Class 10 Maths MCQs for Chapter 10 (Circles) are provided here online with solved answers. These objective questions will help students to score good marks in the board exam. These multiple choice questions are prepared chapter-wise as per the latest CBSE syllabus and NCERT textbook.

## Class 10 Maths MCQs for Circles

Solve the multiple-choice problems where each question carries 4 options, among which one is correct. Practice them and verify your answers with the given answers here. Also, find important questions for class 10 Maths here.

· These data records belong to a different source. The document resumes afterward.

//! Audio/MIDI Dataset Curation Pipeline
//!
//! Converts float-pitch CSV transcriptions into Standard MIDI files, builds a
//! deterministic manifest pairing raw audio with MIDI, validates the dataset
//! against that manifest and runs per-file health checks.

pub mod config;
pub mod convert;
pub mod csv_notes;
pub mod error;
pub mod health;
pub mod manifest;
pub mod midi;
pub mod note;
pub mod report;
pub mod scan;
pub mod validate;

pub use config::Config;
pub use convert::{BatchReport, ConversionOutcome, ConvertOptions};
pub use error::{DatasetError, Result};
pub use health::{HealthReport, HealthSummary, HealthViolation};
pub use manifest::{BuildReport, ManifestRow};
pub use note::{Note, NoteFilter, NoteSequence};
pub use validate::{IntegrityViolation, ValidationReport};

use scan::FileScanner;
use std::path::{Path, PathBuf};

/// Dataset operations bound to one configuration
pub struct DatasetPipeline {
    config: Config,
}

impl DatasetPipeline {
    pub fn new(config: Config) -> Self {
        Self { config }
    }

    pub fn config(&self) -> &Config {
        &self.config
    }

    /// Conversion options using the configured encoder
    pub fn convert_options(&self, overwrite: bool, filter: NoteFilter) -> ConvertOptions {
        ConvertOptions {
            encoder: self.config.encoder.clone(),
            filter,
            overwrite,
            midi_extensions: self.config.manifest.midi_extensions.clone(),
            pairing_suffixes: self.config.manifest.processing_suffixes.clone(),
        }
    }

    /// Where the manifest lives under `root` unless given explicitly
    pub fn manifest_path(&self, root: &Path) -> PathBuf {
        root.join(scan::normalize_relpath(&self.config.manifest.manifest_path))
    }

    /// Build the manifest for `root` and write it atomically to `output`.
    ///
    /// Nothing is written when any paired file could not be hashed.
    pub fn build_manifest(&self, root: &Path, output: &Path) -> Result<BuildReport> {
        let report = manifest::build_manifest(root, &self.config.manifest)?;
        write_complete_manifest(&report, output)?;
        Ok(report)
    }

    /// Validate the dataset under `root` against the manifest at `manifest_path`
    pub fn validate(&self, root: &Path, manifest_path: &Path) -> Result<ValidationReport> {
        let rows = manifest::read_manifest(manifest_path)?;
        validate::validate_dataset(root, &rows, &self.config.manifest)
    }

    /// Health-check one MIDI file or every MIDI file directly in a directory
    pub fn check_midi(&self, path: &Path) -> Result<HealthSummary> {
        let files = select_files(path, &self.config.manifest.midi_extensions)?;
        let config = &self.config.health.midi;
        let results = health::check_all(&files, |file| health::check_midi_file(file, config));
        Ok(HealthSummary::from_results(results, self.config.health.strict))
    }

    /// Health-check one WAV file or every WAV file directly in a directory
    pub fn check_audio(&self, path: &Path) -> Result<HealthSummary> {
        let files = select_files(path, &self.config.manifest.audio_extensions)?;
        let config = &self.config.health.audio;
        let results = health::check_all(&files, |file| health::check_audio_file(file, config));
        Ok(HealthSummary::from_results(results, self.config.health.strict))
    }
}

fn write_complete_manifest(report: &BuildReport, output: &Path) -> Result<()> {
    if !report.hash_failures.is_empty() {
        let files: Vec<String> = report
            .hash_failures
            .iter()
            .map(|f| format!("{} ({})", f.file, f.error))
            .collect();
        return Err(DatasetError::Manifest(format!(
            "{} file(s) could not be hashed, {} left unchanged: {}",
            files.len(),
            output.display(),
            files.join("; ")
        )));
    }
    manifest::write_manifest(&report.rows, output)
}

fn select_files(path: &Path, extensions: &[String]) -> Result<Vec<PathBuf>> {
    let files = FileScanner::new(extensions).collect(path)?;
    if files.is_empty() {
        return Err(DatasetError::InvalidInput(format!(
            "No files with extensions [{}] in {}",
            extensions.join(", "),
            path.display()
        )));
    }
    Ok(files)
}

/// Validate configuration and input path
pub fn validate_input(input_path: &Path, config: &Config) -> Result<()> {
    if !input_path.exists() {
        return Err(DatasetError::InvalidInput(format!(
            "Path not found: {}",
            input_path.display()
        )));
    }
    config::validate_config(config).map_err(|e| DatasetError::Config(e.to_string()))?;
    Ok(())
}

**1. A circle has a number of tangents equal to**

(a)0

(b)1

(c)2

(d)Infinite

Answer: d

Explanation: A circle has infinitely many tangents, touching the circle at infinite points on its circumference.

**2. A tangent intersects the circle at:**

(a)One point

(b)Two distinct point

(c)At the circle

(d)None of the above

Answer: a

Explanation: A tangent touches the circle only on its boundary and do not cross through it.

**3. A circle can have _____parallel tangents at a single time.**

(a)One

(b)Two

(c)Three

(d)Four

Answer: b

Explanation: A circle can have two parallel tangents at the most.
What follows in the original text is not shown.